Each record must appear in the answer exactly as it does in the data.

Entries taken from a collection:

*** Block opens ***

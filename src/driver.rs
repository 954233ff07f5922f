//! The driver boundary.
//!
//! This crate never links a MySQL client of its own. It consumes one as an
//! opaque capability: implement [`Driver`], [`Connection`], [`Pool`] and,
//! for leased connections, [`PoolConnection`] over the callback-style
//! client of your choice and hand the implementation to
//! [`create_connection`](crate::create_connection) or
//! [`create_pool`](crate::create_pool).
//!
//! Every asynchronous driver operation takes an `FnOnce` completion
//! callback. Consuming the callback on settlement is what makes the
//! adapter's exactly-once guarantee hold at the type level.

use std::fmt;
use std::sync::Arc;

use futures::stream::BoxStream;
use serde_json::Value;
use thiserror::Error;

use crate::event::EventHub;
use crate::options::{BinlogStreamOptions, ChangeUserOptions, ConnectionOptions, PoolOptions};
use crate::result_set::{Column, QueryResult};

/// The error shape drivers report through completion callbacks and `error`
/// events.
#[derive(Debug, Clone, PartialEq, Eq, Error)]
#[error("{message}")]
pub struct DriverError {
    pub message: String,
    /// The symbolic error code, `ER_DUP_ENTRY` or `ECONNREFUSED` style.
    pub code: Option<String>,
    /// The numeric MySQL error, when the server produced one.
    pub errno: Option<u16>,
    pub sql_state: Option<String>,
}

impl DriverError {
    pub fn new(message: impl Into<String>) -> Self {
        Self {
            message: message.into(),
            code: None,
            errno: None,
            sql_state: None,
        }
    }
}

/// Completion callback for operations reporting success or failure and
/// nothing else.
pub type DoneCallback = Box<dyn FnOnce(Result<(), DriverError>) + Send>;

/// Completion callback for `query`: the payload plus the column metadata
/// the driver read from the wire, or the error.
pub type QueryCallback = Box<dyn FnOnce(Result<(QueryResult, Option<Vec<Column>>), DriverError>) + Send>;

/// Completion callback for `connect`.
pub type ConnectCallback = Box<dyn FnOnce(Result<Handshake, DriverError>) + Send>;

/// Completion callback for `ping`. The driver reports no error through it.
pub type PingCallback = Box<dyn FnOnce() + Send>;

/// Completion callback for a connection `end`. Takes no arguments.
pub type EndCallback = Box<dyn FnOnce() + Send>;

/// Completion callback for `acquire`.
pub type AcquireCallback = Box<dyn FnOnce(Result<Arc<dyn PoolConnection>, DriverError>) + Send>;

/// Replication events read from the server, passed through opaquely.
pub type BinlogStream = BoxStream<'static, crate::Result<Value>>;

/// What the driver hands back once a handshake completes.
#[derive(Debug, Clone, PartialEq, Eq)]
pub struct Handshake {
    pub thread_id: u64,
    pub server_version: String,
}

/// The connection lifecycle as the driver reports it.
#[derive(Debug, Clone, Copy, Default, PartialEq, Eq)]
pub enum ConnectionState {
    Connected,
    Authenticated,
    #[default]
    Disconnected,
    ProtocolError,
}

impl fmt::Display for ConnectionState {
    fn fmt(&self, f: &mut fmt::Formatter<'_>) -> fmt::Result {
        match self {
            Self::Connected => write!(f, "connected"),
            Self::Authenticated => write!(f, "authenticated"),
            Self::Disconnected => write!(f, "disconnected"),
            Self::ProtocolError => write!(f, "protocol_error"),
        }
    }
}

/// A callback-driven MySQL client library.
pub trait Driver: Send + Sync {
    /// Construct a raw connection. Construction itself never waits on the
    /// network; the driver connects in the background and reports the
    /// outcome through the connection's one-time `connect` or `error`
    /// event.
    fn connection(&self, options: &ConnectionOptions) -> crate::Result<Arc<dyn Connection>>;

    /// Construct a raw connection pool. Never waits on the network.
    fn pool(&self, options: &PoolOptions) -> crate::Result<Arc<dyn Pool>>;
}

/// A raw driver connection.
pub trait Connection: Send + Sync {
    /// Run a statement. `sql` is the text as written by the caller; the
    /// driver interpolates `params` itself.
    fn query(&self, sql: &str, params: &[Value], done: QueryCallback);

    /// Run the protocol handshake.
    fn connect(&self, done: ConnectCallback);

    fn begin_transaction(&self, done: DoneCallback);

    fn commit(&self, done: DoneCallback);

    fn rollback(&self, done: DoneCallback);

    fn ping(&self, done: PingCallback);

    /// Re-authenticate on the open connection, optionally switching the
    /// default database.
    fn change_user(&self, options: &ChangeUserOptions, done: DoneCallback);

    /// Close the connection once the queued statements have drained.
    fn end(&self, done: EndCallback);

    /// Escape a value for inclusion in SQL text.
    fn escape(&self, value: &Value) -> String;

    /// Quote an identifier.
    fn escape_id(&self, identifier: &str) -> String;

    /// Interpolate parameters into a statement without running it.
    fn format(&self, sql: &str, params: &[Value]) -> String;

    /// Stop emitting rows until `resume` is called.
    fn pause(&self);

    fn resume(&self);

    /// Tear the connection down immediately, skipping the clean shutdown.
    fn destroy(&self);

    /// Close the underlying socket.
    fn close(&self);

    /// Drop a statement from the driver's prepared statement cache.
    fn unprepare(&self, sql: &str);

    fn create_binlog_stream(&self, options: &BinlogStreamOptions) -> BinlogStream;

    fn state(&self) -> ConnectionState;

    /// The server-side thread identifier, once connected.
    fn thread_id(&self) -> Option<u64>;

    /// The hub where the driver emits `error`, `connect`, `end`, `drain`
    /// and `enqueue` events.
    fn events(&self) -> &EventHub;
}

/// A connection leased from a pool. Handed back with `release` rather than
/// closed.
pub trait PoolConnection: Connection {
    /// Hand the connection back to the pool for reuse.
    fn release(&self);

    /// Tear the connection down and remove it from the pool's registry.
    fn evict(&self);

    /// Workaround for lack of upcasting between traits.
    fn as_connection(&self) -> &dyn Connection;
}

/// A raw driver pool.
pub trait Pool: Send + Sync {
    /// Lease a connection, opening a new one when under the limit.
    fn acquire(&self, done: AcquireCallback);

    /// The pool's own query convenience: lease a connection, run the
    /// statement, hand the connection back.
    fn query(&self, sql: &str, params: &[Value], done: QueryCallback);

    /// Drain the pool and close every idle connection.
    fn end(&self, done: DoneCallback);

    fn escape(&self, value: &Value) -> String;

    fn escape_id(&self, identifier: &str) -> String;

    fn format(&self, sql: &str, params: &[Value]) -> String;

    /// The hub where the driver emits `acquire`, `connection`, `enqueue`
    /// and `release` events.
    fn events(&self) -> &EventHub;
}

*** Block closes ***

* _Finished exercise_
filename src/driver.rs
repository 954233ff07f5922f
//! The driver boundary.
//!
//! This crate never links a MySQL client of its own. It consumes one as an
//! opaque capability: implement [`Driver`], [`Connection`], [`Pool`] and,
//! for leased connections, [`PoolConnection`] over the callback-style
//! client of your choice and hand the implementation to
//! [`create_connection`](crate::create_connection) or
//! [`create_pool`](crate::create_pool).
//!
//! Every asynchronous driver operation takes an `FnOnce` completion
//! callback. Consuming the callback on settlement is what makes the
//! adapter's exactly-once guarantee hold at the type level.

use std::fmt;
use std::sync::Arc;

use futures::stream::BoxStream;
use serde_json::Value;
use thiserror::Error;

use crate::event::EventHub;
use crate::options::{BinlogStreamOptions, ChangeUserOptions, ConnectionOptions, PoolOptions};
use crate::result_set::{Column, QueryResult};

/// The error shape drivers report through completion callbacks and `error`
/// events.
#[derive(Debug, Clone, PartialEq, Eq, Error)]
#[error("{message}")]
pub struct DriverError {
    pub message: String,
    /// The symbolic error code, `ER_DUP_ENTRY` or `ECONNREFUSED` style.
    pub code: Option<String>,
    /// The numeric MySQL error, when the server produced one.
    pub errno: Option<u16>,
    pub sql_state: Option<String>,
}

impl DriverError {
    pub fn new(message: impl Into<String>) -> Self {
        Self {
            message: message.into(),
            code: None,
            errno: None,
            sql_state: None,
        }
    }
}

/// Completion callback for operations reporting success or failure and
/// nothing else.
pub type DoneCallback = Box<dyn FnOnce(Result<(), DriverError>) + Send>;

/// Completion callback for `query`: the payload plus the column metadata
/// the driver read from the wire, or the error.
pub type QueryCallback = Box<dyn FnOnce(Result<(QueryResult, Option<Vec<Column>>), DriverError>) + Send>;

/// Completion callback for `connect`.
pub type ConnectCallback = Box<dyn FnOnce(Result<Handshake, DriverError>) + Send>;

/// Completion callback for `ping`. The driver reports no error through it.
pub type PingCallback = Box<dyn FnOnce() + Send>;

/// Completion callback for a connection `end`. Takes no arguments.
pub type EndCallback = Box<dyn FnOnce() + Send>;

/// Completion callback for `acquire`.
pub type AcquireCallback = Box<dyn FnOnce(Result<Arc<dyn PoolConnection>, DriverError>) + Send>;

/// Replication events read from the server, passed through opaquely.
pub type BinlogStream = BoxStream<'static, crate::Result<Value>>;

/// What the driver hands back once a handshake completes.
#[derive(Debug, Clone, PartialEq, Eq)]
pub struct Handshake {
    pub thread_id: u64,
    pub server_version: String,
}

/// The connection lifecycle as the driver reports it.
#[derive(Debug, Clone, Copy, Default, PartialEq, Eq)]
pub enum ConnectionState {
    Connected,
    Authenticated,
    #[default]
    Disconnected,
    ProtocolError,
}

impl fmt::Display for ConnectionState {
    fn fmt(&self, f: &mut fmt::Formatter<'_>) -> fmt::Result {
        match self {
            Self::Connected => write!(f, "connected"),
            Self::Authenticated => write!(f, "authenticated"),
            Self::Disconnected => write!(f, "disconnected"),
            Self::ProtocolError => write!(f, "protocol_error"),
        }
    }
}

/// A callback-driven MySQL client library.
pub trait Driver: Send + Sync {
    /// Construct a raw connection. Construction itself never waits on the
    /// network; the driver connects in the background and reports the
    /// outcome through the connection's one-time `connect` or `error`
    /// event.
    fn connection(&self, options: &ConnectionOptions) -> crate::Result<Arc<dyn Connection>>;

    /// Construct a raw connection pool. Never waits on the network.
    fn pool(&self, options: &PoolOptions) -> crate::Result<Arc<dyn Pool>>;
}

/// A raw driver connection.
pub trait Connection: Send + Sync {
    /// Run a statement. `sql` is the text as written by the caller; the
    /// driver interpolates `params` itself.
    fn query(&self, sql: &str, params: &[Value], done: QueryCallback);

    /// Run the protocol handshake.
    fn connect(&self, done: ConnectCallback);

    fn begin_transaction(&self, done: DoneCallback);

    fn commit(&self, done: DoneCallback);

    fn rollback(&self, done: DoneCallback);

    fn ping(&self, done: PingCallback);

    /// Re-authenticate on the open connection, optionally switching the
    /// default database.
    fn change_user(&self, options: &ChangeUserOptions, done: DoneCallback);

    /// Close the connection once the queued statements have drained.
    fn end(&self, done: EndCallback);

    /// Escape a value for inclusion in SQL text.
    fn escape(&self, value: &Value) -> String;

    /// Quote an identifier.
    fn escape_id(&self, identifier: &str) -> String;

    /// Interpolate parameters into a statement without running it.
    fn format(&self, sql: &str, params: &[Value]) -> String;

    /// Stop emitting rows until `resume` is called.
    fn pause(&self);

    fn resume(&self);

    /// Tear the connection down immediately, skipping the clean shutdown.
    fn destroy(&self);

    /// Close the underlying socket.
    fn close(&self);

    /// Drop a statement from the driver's prepared statement cache.
    fn unprepare(&self, sql: &str);

    fn create_binlog_stream(&self, options: &BinlogStreamOptions) -> BinlogStream;

    fn state(&self) -> ConnectionState;

    /// The server-side thread identifier, once connected.
    fn thread_id(&self) -> Option<u64>;

    /// The hub where the driver emits `error`, `connect`, `end`, `drain`
    /// and `enqueue` events.
    fn events(&self) -> &EventHub;
}

/// A connection leased from a pool. Handed back with `release` rather than
/// closed.
pub trait PoolConnection: Connection {
    /// Hand the connection back to the pool for reuse.
    fn release(&self);

    /// Tear the connection down and remove it from the pool's registry.
    fn evict(&self);

    /// Workaround for lack of upcasting between traits.
    fn as_connection(&self) -> &dyn Connection;
}

/// A raw driver pool.
pub trait Pool: Send + Sync {
    /// Lease a connection, opening a new one when under the limit.
    fn acquire(&self, done: AcquireCallback);

    /// The pool's own query convenience: lease a connection, run the
    /// statement, hand the connection back.
    fn query(&self, sql: &str, params: &[Value], done: QueryCallback);

    /// Drain the pool and close every idle connection.
    fn end(&self, done: DoneCallback);

    fn escape(&self, value: &Value) -> String;

    fn escape_id(&self, identifier: &str) -> String;

    fn format(&self, sql: &str, params: &[Value]) -> String;

    /// The hub where the driver emits `acquire`, `connection`, `enqueue`
    /// and `release` events.
    fn events(&self) -> &EventHub;
}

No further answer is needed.